Precise Components & Equipment are needed for Precise Wafer Design & Manufacturing

This demand has caused an industry-wide focus on miniaturization that encourages cost reduction and process improvements that define the semiconductor industry. Moore’s Law, named after Gordon Moore who was an Intel engineer and businessman, states that the transistor count on an integrated circuit doubles every two years. This law has held up until recently, as transistor sizes have approached the size of a few atoms wide, challenging the laws of molecular physics. The main concern is quantum tunneling, which disrupts the insulating/conducting properties of neighboring atoms within the transistors. This phenomenon only occurs at sub-nanometer scales and has not been a previous concern.

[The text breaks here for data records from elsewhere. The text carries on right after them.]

use thiserror::Error;

/// Failure taxonomy for one render cycle.
///
/// `InvalidGeometry` is fatal to the cycle that raised it but never to the
/// process; `UnknownEnumValue` marks input that falls outside a closed
/// lookup set and should surface loudly at the parse boundary;
/// `MissingProjection` is a sequencing error (mesh or cluster stage invoked
/// before the geometry stage produced a projection).
#[derive(Debug, Error)]
pub enum MeshError {
    #[error("invalid geometry: {0}")]
    InvalidGeometry(String),

    #[error("unknown {kind} value: {value:?}")]
    UnknownEnumValue { kind: &'static str, value: String },

    #[error("projection not available: {0}")]
    MissingProjection(&'static str),
}

impl MeshError {
    pub(crate) fn unknown(kind: &'static str, value: impl Into<String>) -> Self {
        Self::UnknownEnumValue { kind, value: value.into() }
    }
}
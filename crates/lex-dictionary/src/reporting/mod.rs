//! Data dictionary report rendering.
//!
//! The report is a plain-text file written next to the dataset:
//!
//! ```text
//! Data dictionary for demo.csv @ 2024-03-09 07:05:01
//! Dataset shape, 3 rows x 2 columns.
//!
//! <summary text>
//!
//!
//! Data Dictionary
//! ---------------
//!       count  unique  top  freq  mean ...  Missing  %Missing
//! colA      2       -    -     -  2.00 ...        1     33.33
//! ```
//!
//! # Example
//!
//! ```rust,ignore
//! use lex_dictionary::reporting::{ReportGenerator, ReportParams};
//!
//! let generator = ReportGenerator::from_config(&config);
//! let text = generator.render(ReportParams {
//!     display_name: "demo.csv",
//!     generated_at: chrono::Local::now(),
//!     summary_text: "Demo dataset.",
//!     table: &table,
//! });
//! generator.write_report(Path::new("demo.csv.txt"), &text)?;
//! ```

mod generator;
mod table;

pub use generator::{ReportGenerator, ReportParams, SECTION_LABEL, TIMESTAMP_FORMAT};
pub use table::render_table;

At a glance, the push for smaller and faster chips appears predictable since technological advancements typically equate to performance increases with smaller form factors. The market demand for faster, smaller, and more economical electronic devices supplements this observation. However, the mechanics behind chip miniaturization are much more nuanced. It may be intuitive to assume that increasing transistor quantity and size increases computational power when spaced traditionally. Although equally spaced transistors lead to increased power, the physical interconnections are longer which increases heat generation while decreasing power efficiency. Therefore, an alternate solution is needed to build complex modern devices and is solved by increasing transistor density. Not only does increasing transistor density save space by minimizing path length but it also reduces operational voltages, thus improving power efficiency. This way a single transistor-dense chip produces more computation operations at cooler temperatures and less power than a less transistor-dense chip twice its size.

Current semiconductor equipment and future innovations require precise and reliable equipment to address the continuing push for miniaturized chips and increasing chip demand. This whitepaper dives into the pivotal role piezoelectric systems play in solving these challenges so that the semiconductor industry can continue to be at the forefront of innovation and advancements in new technologies.

Piezo Solutions for Semiconductor Manufacturing Applications

Piezo technology from piezosystem jena is instrumental in the architecture, masking and mask development, testing, inspection, wafer dicing and wafer cutting processes within the semiconductor manufacturing industry. High resolution actuators offer nanometer step-sizes with high repeatability, providing versatility and reliability in wafer and tool positioning. Equally important to performance is reliability, as customers have high throughput demands and cannot afford any downtime. The semiconductor manufacturing components from piezosystem jena are produced and tested to the highest standards within the industry.

Precise Wafer Design & Inspection Piezo products often designed into semiconductor industry equipment as OEM components include:

  • MIPOS Optical Objective Positioners for precise focus and positioning of objectives and inspection tools
  • Multi-axis Stages to hold and align wafers and tools for inspection and production
  • Fiber Grippers and Fiber Switches for data transfer, testing and switching
  • Stack and Ring Actuators for versatile and precise actuation across the manufacturing and testing process
  • Fast Steering Mirrors for advanced lithography and wafer dicing

To request a copy of our NEW 22-page whitepaper: Piezoelectric Actuators in the Semiconductor Manufacturing Industry, please click here.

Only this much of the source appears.